And so today’s moment of happiness despite the news.
Once a week, I take a day off. I implemented this plan over a year ago, so that I could have some much-needed time off, but still maintain my class and client load. I alternate the days, so one week, it’s Monday, the next week, Tuesday, and so on. Students and clients know that every 5 weeks or so, they’re likely to have a day off.
This week, my day off was today. With the stress of the holidays and everything else hitting hard, I decided today was a day to do things for myself that I wouldn’t normally do. I am also well aware that I won’t be receiving a Christmas gift from Michael this year, or ever again, and so the gift is coming from me, to me.
I booked a warm stone massage, my favorite kind of massage. And, for the first time ever, I booked a pedicure. I thought about a manicure, but I chew on my nails. My feet are pretty safe – I can’t reach them to gnaw nervously on the nails.
Before the pandemic, I used to have warm stone massages every six weeks. I have fibromyalgia, and I’ve found the warm stone massage to be just the best for this. Other massages cause the fibro to flare up, but this one eases all the knots out. And the heat! I insist that the massage bed be turned up to its highest temperature, and the warm stones too. The heated towels they put over me are also at their hottest. I want to just melt. And today was really cold, so it was very welcome.
The pedicure was interesting. I will do it again. And it came with a bonus – the pedicurist massaged my legs and feet…and then the massage therapist did it all over again. Oh, baby.
There is something about the massage that turns my brain loose, and my brain has been working overtime since January 17th. I worried a little bit – my emotions also tend to release during a massage, and I was afraid I’d start crying. I forewarned the therapist about this and to the reason behind it, and she said, “It’s all right. That’s what this is for. Just let go.”
Letting go is terrifying. I’ve been working hard to hold myself together, not let go.
But I also get ideas for whatever I’m writing when I’m on the massage table. One of my favorite massage stories took place after my first novel, The Home For Wayward Clocks, was released, and my short story collection, Enlarged Hearts, was soon to follow. I was working on a new novel (which years later would turn into In Grace’s Time), and so I watched as my thoughts idly moved in that direction.
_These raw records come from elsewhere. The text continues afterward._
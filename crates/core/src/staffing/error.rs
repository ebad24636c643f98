//! Staffing error types.

use thiserror::Error;

use fixora_shared::types::{BookingId, StaffId};

/// Errors that can occur during assignment bookkeeping.
#[derive(Debug, Error)]
pub enum StaffingError {
    /// The target staff member is BUSY and no override was granted.
    #[error("Staff {staff_id} is busy with an in-progress booking")]
    StaffBusy {
        /// The busy staff member.
        staff_id: StaffId,
    },

    /// The booking already has an active assignment.
    #[error("Booking {booking_id} already has an active assignment")]
    AlreadyAssigned {
        /// The booking in question.
        booking_id: BookingId,
    },

    /// No active assignment exists for the booking.
    #[error("Booking {booking_id} has no active assignment")]
    NoActiveAssignment {
        /// The booking in question.
        booking_id: BookingId,
    },
}

impl StaffingError {
    /// Returns the HTTP status code for this error.
    #[must_use]
    pub const fn status_code(&self) -> u16 {
        match self {
            Self::StaffBusy { .. } | Self::AlreadyAssigned { .. } => 409,
            Self::NoActiveAssignment { .. } => 404,
        }
    }

    /// Returns the error code for API responses.
    #[must_use]
    pub const fn error_code(&self) -> &'static str {
        match self {
            Self::StaffBusy { .. } => "STAFF_BUSY",
            Self::AlreadyAssigned { .. } => "ALREADY_ASSIGNED",
            Self::NoActiveAssignment { .. } => "NO_ACTIVE_ASSIGNMENT",
        }
    }
}

#[cfg(test)]
mod tests {
    use super::*;

    #[test]
    fn test_staff_busy_error() {
        let err = StaffingError::StaffBusy {
            staff_id: StaffId::new(),
        };
        assert_eq!(err.status_code(), 409);
        assert_eq!(err.error_code(), "STAFF_BUSY");
    }

    #[test]
    fn test_no_active_assignment_error() {
        let err = StaffingError::NoActiveAssignment {
            booking_id: BookingId::new(),
        };
        assert_eq!(err.status_code(), 404);
        assert_eq!(err.error_code(), "NO_ACTIVE_ASSIGNMENT");
    }
}
//! Core business logic for Fixora.
//!
//! This crate contains pure business logic with ZERO web or database dependencies.
//! All domain types, validation rules, and state machines live here.
//!
//! # Modules
//!
//! - `schedule` - Bookable slot generation from provider working hours
//! - `booking` - Booking/payment/tracking lifecycle state machine
//! - `staffing` - Staff availability ledger and assignment bookkeeping
//! - `reassignment` - Staff-unlink transfer workflow
//! - `payout` - Staff payment split calculation and payment requests

pub mod booking;
pub mod payout;
pub mod reassignment;
pub mod schedule;
pub mod staffing;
But then I heard a sentence I wasn’t expecting:
“Cooley never expected to cry when her mother died.”
Cooley? Cooley??? No, no, no. Grace. I was supposed to be thinking about Grace. Cooley was one of the main characters in The Home For Wayward Clocks, and that book was over and done with. But then my mind flooded.
It was 8 years later.
James, the main character of Clocks, was dead.
Cooley was now in charge of the clock museum.
Ione, a secondary character, was in a memory care facility with “garden variety dementia”.
And Cooley’s mother now had a name. Mara Rose. Throughout Clocks, she was only Cooley’s mother, the woman who burned her child with cigarettes and was an alcoholic.
And now…and now…
“Oh, shit!” I exclaimed, my voice coming out through the doughnut pillow my face rested in.
The massage therapist’s hands flew off my back. “What?” she cried. “Did I hurt you?”
“No,” I groaned. “I have to go home and write a different book.”
And I did. Learning To Tell (A Life)Time came out in 2013. Poor Grace finally followed in 2017, with several other books in between.
Today, I hoped to find a pathway into the book I’m working on. As I settled on the massage table, facedown, after admiring my newly sparkling toes, I took a deep breath and closed my eyes. And sure enough, a brief idea connecting some things in the book came through.
And then faded.
For the first time with a massage, I became only conscious of what was being done. I felt the tension in each muscle, every joint, and in a weird visual in my mind, I saw that tension crack and shatter. As it did, my body, piece by piece, began to relax. I felt it go. If I was able to see my own profile, I think I would have looked like building blocks, maybe Legos, being pushed into place. Every part of my body dropped.
And yes, I soaked the pillow with tears. Mostly though, tears of relief, not sadness.
When I walked out later, with my sparkly toes, I was just mush. It was like the massage therapist pulled out a plug at the bottom of my foot, let everything drain, and then put the stopper back in.
I have absolutely no doubt that I will sleep soundly tonight. Hopefully without any disturbances.
I’ve already made an appointment for my next massage. It’s time to get what works back into the schedule.
And yes, that helps. Despite. Anyway.